→ **What to do**:
In the entries below, every line that contains "struct" must be located and copied.

→ **Information provided**:

┌──

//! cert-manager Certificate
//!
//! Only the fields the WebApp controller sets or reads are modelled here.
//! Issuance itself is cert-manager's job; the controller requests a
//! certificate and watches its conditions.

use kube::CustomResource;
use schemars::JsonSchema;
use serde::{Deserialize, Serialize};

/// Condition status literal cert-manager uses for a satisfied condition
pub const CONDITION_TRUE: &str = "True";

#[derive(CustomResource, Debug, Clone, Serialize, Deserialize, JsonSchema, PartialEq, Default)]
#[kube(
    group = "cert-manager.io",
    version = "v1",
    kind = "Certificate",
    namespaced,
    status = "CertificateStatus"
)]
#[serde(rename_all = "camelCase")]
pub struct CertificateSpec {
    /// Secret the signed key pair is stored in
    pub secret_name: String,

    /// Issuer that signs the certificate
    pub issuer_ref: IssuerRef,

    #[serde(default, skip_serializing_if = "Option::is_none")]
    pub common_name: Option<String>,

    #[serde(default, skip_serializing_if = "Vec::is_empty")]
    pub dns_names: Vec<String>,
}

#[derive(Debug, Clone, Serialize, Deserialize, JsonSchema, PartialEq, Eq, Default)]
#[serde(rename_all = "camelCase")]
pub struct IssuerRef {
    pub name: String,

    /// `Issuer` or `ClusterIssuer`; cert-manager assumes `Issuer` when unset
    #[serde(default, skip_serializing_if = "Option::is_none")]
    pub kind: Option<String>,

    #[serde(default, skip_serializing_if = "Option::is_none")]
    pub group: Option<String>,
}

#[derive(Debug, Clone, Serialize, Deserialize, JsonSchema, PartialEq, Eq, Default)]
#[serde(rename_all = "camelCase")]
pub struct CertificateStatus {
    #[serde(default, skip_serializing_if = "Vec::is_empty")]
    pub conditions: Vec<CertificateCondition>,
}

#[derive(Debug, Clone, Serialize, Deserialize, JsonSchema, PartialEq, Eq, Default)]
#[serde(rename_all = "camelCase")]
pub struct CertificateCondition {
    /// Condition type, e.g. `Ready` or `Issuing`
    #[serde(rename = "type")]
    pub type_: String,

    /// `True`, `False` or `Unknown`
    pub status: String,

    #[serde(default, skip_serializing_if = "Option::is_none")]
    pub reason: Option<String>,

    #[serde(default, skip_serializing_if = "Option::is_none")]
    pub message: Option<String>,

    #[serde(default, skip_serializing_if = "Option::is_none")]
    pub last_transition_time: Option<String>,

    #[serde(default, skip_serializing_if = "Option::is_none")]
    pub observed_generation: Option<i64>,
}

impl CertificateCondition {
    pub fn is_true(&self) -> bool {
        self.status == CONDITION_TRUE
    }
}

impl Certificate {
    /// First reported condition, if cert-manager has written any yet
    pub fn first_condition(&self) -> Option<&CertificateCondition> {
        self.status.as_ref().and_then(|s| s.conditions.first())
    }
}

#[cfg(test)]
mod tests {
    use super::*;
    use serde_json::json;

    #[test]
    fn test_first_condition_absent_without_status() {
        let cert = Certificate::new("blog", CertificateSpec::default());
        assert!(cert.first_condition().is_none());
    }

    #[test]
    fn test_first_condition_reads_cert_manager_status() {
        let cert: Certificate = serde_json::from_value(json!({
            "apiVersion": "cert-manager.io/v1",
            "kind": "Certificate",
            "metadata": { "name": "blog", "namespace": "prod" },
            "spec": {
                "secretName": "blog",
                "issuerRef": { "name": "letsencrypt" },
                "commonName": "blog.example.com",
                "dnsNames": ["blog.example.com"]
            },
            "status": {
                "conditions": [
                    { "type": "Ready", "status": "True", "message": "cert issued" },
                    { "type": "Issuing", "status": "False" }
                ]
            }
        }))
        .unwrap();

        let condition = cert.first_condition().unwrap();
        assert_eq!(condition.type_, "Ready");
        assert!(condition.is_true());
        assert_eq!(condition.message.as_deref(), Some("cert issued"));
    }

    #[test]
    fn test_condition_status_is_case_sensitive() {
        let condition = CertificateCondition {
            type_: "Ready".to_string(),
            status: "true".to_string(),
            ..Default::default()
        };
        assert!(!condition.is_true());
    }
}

└──
┌──

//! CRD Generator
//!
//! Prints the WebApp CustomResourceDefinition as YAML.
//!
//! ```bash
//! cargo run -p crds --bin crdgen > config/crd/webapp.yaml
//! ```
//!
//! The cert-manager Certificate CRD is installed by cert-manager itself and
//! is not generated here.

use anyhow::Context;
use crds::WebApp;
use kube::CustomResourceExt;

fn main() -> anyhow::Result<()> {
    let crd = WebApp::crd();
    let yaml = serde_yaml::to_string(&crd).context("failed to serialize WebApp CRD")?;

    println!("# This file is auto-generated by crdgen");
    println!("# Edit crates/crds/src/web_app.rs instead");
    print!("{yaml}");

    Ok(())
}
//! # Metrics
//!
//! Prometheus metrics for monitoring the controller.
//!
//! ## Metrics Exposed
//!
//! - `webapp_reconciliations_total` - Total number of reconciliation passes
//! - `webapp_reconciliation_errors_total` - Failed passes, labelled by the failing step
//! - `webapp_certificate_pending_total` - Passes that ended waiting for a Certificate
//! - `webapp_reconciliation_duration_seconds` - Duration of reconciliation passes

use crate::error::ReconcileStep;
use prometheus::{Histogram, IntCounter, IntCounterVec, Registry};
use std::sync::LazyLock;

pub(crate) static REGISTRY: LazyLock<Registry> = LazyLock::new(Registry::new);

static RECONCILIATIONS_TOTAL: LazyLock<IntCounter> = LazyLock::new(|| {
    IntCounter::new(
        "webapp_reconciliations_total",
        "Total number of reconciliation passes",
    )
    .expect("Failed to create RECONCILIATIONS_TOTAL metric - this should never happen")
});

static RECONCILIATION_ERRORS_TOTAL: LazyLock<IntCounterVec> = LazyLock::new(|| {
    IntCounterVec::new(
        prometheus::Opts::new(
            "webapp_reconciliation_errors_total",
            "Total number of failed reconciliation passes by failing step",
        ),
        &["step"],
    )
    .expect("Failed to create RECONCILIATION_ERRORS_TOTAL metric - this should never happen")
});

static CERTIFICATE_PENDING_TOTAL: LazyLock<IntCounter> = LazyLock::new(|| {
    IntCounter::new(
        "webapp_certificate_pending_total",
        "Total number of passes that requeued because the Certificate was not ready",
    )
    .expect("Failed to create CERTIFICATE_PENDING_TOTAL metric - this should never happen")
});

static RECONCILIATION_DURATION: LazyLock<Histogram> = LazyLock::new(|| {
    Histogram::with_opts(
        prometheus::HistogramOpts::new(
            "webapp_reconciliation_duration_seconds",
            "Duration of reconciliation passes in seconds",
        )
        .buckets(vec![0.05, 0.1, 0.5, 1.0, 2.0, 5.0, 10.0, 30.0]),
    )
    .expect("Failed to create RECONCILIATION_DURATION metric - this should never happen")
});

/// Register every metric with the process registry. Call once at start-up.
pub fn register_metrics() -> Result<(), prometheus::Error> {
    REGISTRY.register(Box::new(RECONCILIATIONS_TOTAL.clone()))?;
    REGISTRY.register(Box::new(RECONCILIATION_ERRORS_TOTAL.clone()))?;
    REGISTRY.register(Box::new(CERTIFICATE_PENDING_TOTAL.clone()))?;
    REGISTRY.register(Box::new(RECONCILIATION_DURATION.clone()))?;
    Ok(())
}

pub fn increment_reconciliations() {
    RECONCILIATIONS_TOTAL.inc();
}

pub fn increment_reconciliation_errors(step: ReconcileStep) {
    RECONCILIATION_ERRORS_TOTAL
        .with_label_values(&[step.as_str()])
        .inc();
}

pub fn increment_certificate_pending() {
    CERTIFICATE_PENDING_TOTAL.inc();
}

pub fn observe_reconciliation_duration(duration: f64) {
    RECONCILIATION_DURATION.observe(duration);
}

└──

→ **Expected answer**:
pub struct CertificateSpec {
pub struct IssuerRef {
pub struct CertificateStatus {
pub struct CertificateCondition {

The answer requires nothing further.